Lichens et champignons en interactions épisode 13 Des champignons et des virus (et Lecanora chlarotera )
Publié le 9 Février 2019
Nom scientifique : Lecanora chlarotera Nyl.
Date de l’observation: 20 janvier 2019 à Zetting, sur branche de frêne
Classification : Division des Ascomycota, famille des Lecanoraceae
Description :
C’est une espèce très commune en France, présente sur les troncs, branches et branchettes de divers feuillus. Les apothécies sont nombreuses et serrées les uns contre les autres.
Lecanora chlarotera : apothécies loupe x 40, etapothécie devenue jaune suite à réactif potasse K) -- Photos Gilles Weiskircher (Anab)
L’épithécium (surface de l’apothécie) est recouverte d’une fine couche de cristaux. Chaque asque contient 8 spores.
Coupe d’une apothécie montrant à gauche les cristaux recouvrant les asques au microscope x 1000--Photos Gilles Weiskircher (Anab)

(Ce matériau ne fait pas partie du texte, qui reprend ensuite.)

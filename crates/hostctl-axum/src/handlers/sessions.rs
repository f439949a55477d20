//! Session listing.

use axum::Json;
use axum::extract::State;
use hostctl_core::SessionInfo;

use crate::state::AppState;

/// `GET /api/sessions`
pub async fn list(State(state): State<AppState>) -> Json<Vec<SessionInfo>> {
    Json(state.sessions.list_sessions())
}
//! OS process ownership.
//!
//! - `handle` - `ProcessHandle` for piped and PTY children
//! - `pty` - pseudo-terminal plumbing
//! - `signal` - PID-level liveness probe and signal delivery

mod handle;
mod pty;
mod signal;

pub use handle::{
    CHUNK_SIZE, IoMode, OutputChunk, OutputStream, ProcessHandle, ProcessOutput, ProcessState,
    SpawnSpec,
};
pub use signal::{ProcessSignal, pid_exists, send_group_signal, send_signal};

Les virus, que l’on connaît très bien surtout en hiver avec la grippe et le rhume, s’attaquent aussi aux membres du règne fongique.
On appelle mycovirus les virus qui infectent les champignons. Le premier mycovirus a été signalé en 1962 chez le champignon de Paris (Agaricus bisporus). Les champignons infectés ont élaboré des carpophores mal formés, se sont développés lentement et ont mûri tôt, entraînant de graves pertes de rendement. Comme les virus qui infectent les animaux et les plantes, les mycovirus nécessitent pour leur multiplication des cellules vivantes de champignons. Tout en partageant certaines caractéristiques avec les virus animaux et végétaux, les mycovirus présentent des caractéristiques uniques. La plupart ne possèdent pas de voie extracellulaire pour l’infection et sont transmis par la cellule par division cellulaire ou lors de la sporulation. D’après les premières études, ces virus ne possèdent pas de protéine de mouvement, indispensable dans le cycle de vie des virus animaux et végétaux.

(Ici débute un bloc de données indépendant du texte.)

//! Durable key-value storage port.

use async_trait::async_trait;

use super::StoreError;

/// Byte-oriented persistent map used for background job records.
///
/// Keys are short identifiers (`[A-Za-z0-9_-]`). A `put` must be atomic: a
/// concurrent reader sees either the old or the new value, never a torn one.
#[cfg_attr(any(test, feature = "test-utils"), mockall::automock)]
#[async_trait]
pub trait KeyValueStore: Send + Sync {
    async fn put(&self, key: &str, value: Vec<u8>) -> Result<(), StoreError>;

    /// `Ok(None)` when the key does not exist.
    async fn get(&self, key: &str) -> Result<Option<Vec<u8>>, StoreError>;

    /// Deleting a missing key succeeds.
    async fn delete(&self, key: &str) -> Result<(), StoreError>;

    async fn keys(&self) -> Result<Vec<String>, StoreError>;
}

Les mycovirus ont été détectés dans tous les principaux groupes de champignons, sans exception. Bien que de nombreux mycovirus et leurs champignons hôtes aient été identifiés, de nombreux autres restent sans doute inconnus.

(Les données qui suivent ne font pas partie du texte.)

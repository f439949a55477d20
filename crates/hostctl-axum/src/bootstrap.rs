//! Axum server bootstrap - the composition root.
//!
//! This module is the ONLY place where the runtime is wired together for the
//! web adapter. All concrete implementations are instantiated here.

use std::net::{IpAddr, Ipv4Addr, SocketAddr};
use std::path::PathBuf;
use std::sync::Arc;
use std::time::Duration;

use anyhow::{Context, Result};
use hostctl_core::{
    Settings, StaticTokenVerifier, TokenVerifier, data_root, ensure_directory, jobs_dir,
    validate_settings,
};
use hostctl_runtime::{
    FsKeyValueStore, JobTracker, SessionConfig, SessionRegistry, SystemLogLauncher,
    TokioCommandRunner,
};
use tokio::net::TcpListener;
use tracing::{info, warn};

/// How long open streams may take to finish after a shutdown signal.
const SHUTDOWN_DRAIN: Duration = Duration::from_secs(5);

/// CORS configuration for the web server.
#[derive(Debug, Clone, Default)]
pub enum CorsConfig {
    /// Allow all origins (development mode).
    #[default]
    AllowAll,
    /// Allow specific origins (production mode).
    AllowOrigins(Vec<String>),
}

/// Server configuration for the Axum adapter.
#[derive(Debug, Clone)]
pub struct ServerConfig {
    pub host: IpAddr,
    pub port: u16,
    /// Root for job records, artifacts and diagnostic logs.
    pub data_root: PathBuf,
    pub settings: Settings,
    pub cors: CorsConfig,
    /// Token required on `/api/*`. `None` disables the check.
    pub auth_token: Option<String>,
}

impl ServerConfig {
    /// Create config with default paths.
    pub fn with_defaults() -> Result<Self> {
        Ok(Self {
            host: IpAddr::V4(Ipv4Addr::LOCALHOST),
            port: 8787,
            data_root: data_root()?,
            settings: Settings::with_defaults(),
            cors: CorsConfig::default(),
            auth_token: None,
        })
    }

    #[must_use]
    pub fn with_auth_token(mut self, token: impl Into<String>) -> Self {
        self.auth_token = Some(token.into());
        self
    }

    /// Set CORS to allow specific origins.
    #[must_use]
    pub fn with_allowed_origins(mut self, origins: Vec<String>) -> Self {
        self.cors = CorsConfig::AllowOrigins(origins);
        self
    }

    pub const fn addr(&self) -> SocketAddr {
        SocketAddr::new(self.host, self.port)
    }
}

/// Application context for the Axum adapter.
pub struct AxumContext {
    /// Shared log sessions and terminals.
    pub sessions: SessionRegistry,
    /// Background job tracking.
    pub jobs: Arc<JobTracker>,
    /// Token check for `/api/*`, if enabled.
    pub verifier: Option<Arc<dyn TokenVerifier>>,
}

/// Build every service the routes need.
pub fn bootstrap(config: &ServerConfig) -> Result<AxumContext> {
    let settings = &config.settings;
    validate_settings(settings).context("invalid settings")?;

    let jobs_dir = jobs_dir(&config.data_root);
    ensure_directory(&jobs_dir)?;

    info!(
        target: "hostctl.paths",
        data_root = %config.data_root.display(),
        jobs_dir = %jobs_dir.display(),
        "Axum bootstrap resolved paths"
    );

    // 1. Log sources and the session registry
    let launcher = Arc::new(SystemLogLauncher::new(
        settings.effective_initial_lines(),
        settings.effective_output_buffer_bytes(),
        &jobs_dir,
    ));
    let session_config = SessionConfig::from_settings(settings);
    info!(
        grace_ms = session_config.grace_period.as_millis(),
        subscriber_queue = session_config.subscriber_queue,
        history_lines = session_config.history_lines,
        "Session registry configured"
    );
    let sessions = SessionRegistry::new(session_config, launcher);

    // 2. Job tracker over the file store
    let store = Arc::new(FsKeyValueStore::new(&jobs_dir));
    let runner = Arc::new(TokioCommandRunner::default());
    let jobs = Arc::new(JobTracker::new(store, runner, &jobs_dir));

    // 3. Auth
    let verifier = config.auth_token.as_ref().map(|token| {
        Arc::new(StaticTokenVerifier::new(token.clone())) as Arc<dyn TokenVerifier>
    });
    if verifier.is_none() {
        warn!("No API token configured; /api is unauthenticated");
    }

    Ok(AxumContext {
        sessions,
        jobs,
        verifier,
    })
}

/// Start the web server and run until SIGINT/SIGTERM.
///
/// On shutdown every session is torn down, which ends open log streams and
/// terminals; connections still open after a short drain are dropped.
pub async fn start_server(config: ServerConfig) -> Result<()> {
    let ctx = bootstrap(&config)?;
    let registry = ctx.sessions.clone();
    let app = crate::routes::create_router(ctx, &config.cors);

    let addr = config.addr();
    let listener = TcpListener::bind(addr)
        .await
        .with_context(|| format!("failed to bind {addr}"))?;
    info!("hostctl listening on http://{}", addr);

    let (stopping_tx, stopping_rx) = tokio::sync::oneshot::channel::<()>();
    let server = axum::serve(listener, app).with_graceful_shutdown(async move {
        shutdown_signal().await;
        info!("Shutdown requested; closing sessions");
        registry.shutdown();
        let _ = stopping_tx.send(());
    });

    tokio::select! {
        result = server.into_future() => result?,
        () = async {
            let _ = stopping_rx.await;
            tokio::time::sleep(SHUTDOWN_DRAIN).await;
        } => warn!("Connections still open after drain; exiting anyway"),
    }
    Ok(())
}

async fn shutdown_signal() {
    let ctrl_c = async {
        if let Err(e) = tokio::signal::ctrl_c().await {
            warn!(error = %e, "Failed to listen for Ctrl-C");
            std::future::pending::<()>().await;
        }
    };

    let terminate = async {
        match tokio::signal::unix::signal(tokio::signal::unix::SignalKind::terminate()) {
            Ok(mut signal) => {
                signal.recv().await;
            }
            Err(e) => {
                warn!(error = %e, "Failed to listen for SIGTERM");
                std::future::pending::<()>().await;
            }
        }
    };

    tokio::select! {
        () = ctrl_c => {},
        () = terminate => {},
    }
}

Deux hypothèses majeures ont été proposées pour expliquer l'origine des mycovirus.
L'hypothèse d’une coévolution ancienne explique une association ancienne entre les mycovirus et les champignons. Elle reflète aussi une évolution à long terme.
En revanche, l'hypothèse du virus de la plante suggère que les mycovirus sont issus de virus de plantes.
Des scénarios similaires suggèrent que certains virus de plantes peuvent provenir de mycovirus qui ont migré d'un champignon à une plante. Cependant, faute de données convaincantes, l'origine des mycovirus reste un mystère.
Bien que les mycovirus soient fréquents chez les champignons, ils restent généralement latents et induisent rarement des symptômes. Cela suggère que ces virus peuvent être adaptés à la vie avec leurs hôtes pendant de longues périodes et que l'association peut même être bénéfique à la fois pour les mycovirus et les champignons. C’est le cas chez certaines souches de Saccharomyces (levures) qui renferment dans leur cellule deux virus. Le matériel génétique d’un de ces virus code une toxine extracellulaire capable de tuer d'autres levures et une protéine de résistance à cette même toxine pour empêcher ces levures de se tuer entre elles.
L’autre virus est nécessaire à la multiplication et au maintien du premier virus dans la cellule. Bien que ces virus n'induisent pas de symptômes chez leurs hôtes, ils affectent considérablement la biologie de l'hôte.
On peut aussi imaginer l’exemple d’une association mutuelle entre un endophyte fongique (un champignon qui vit à l’intérieur d’une plante) et une herbe tropicale permettant aux deux organismes de se développer à des températures élevées au sol. Il a été caractérisé un virus de ce champignon impliqué dans l'interaction mutualiste. Les isolats fongiques guéris du virus sont incapables de conférer une tolérance à la chaleur, mais la tolérance à la chaleur est rétablie après la réintroduction du virus.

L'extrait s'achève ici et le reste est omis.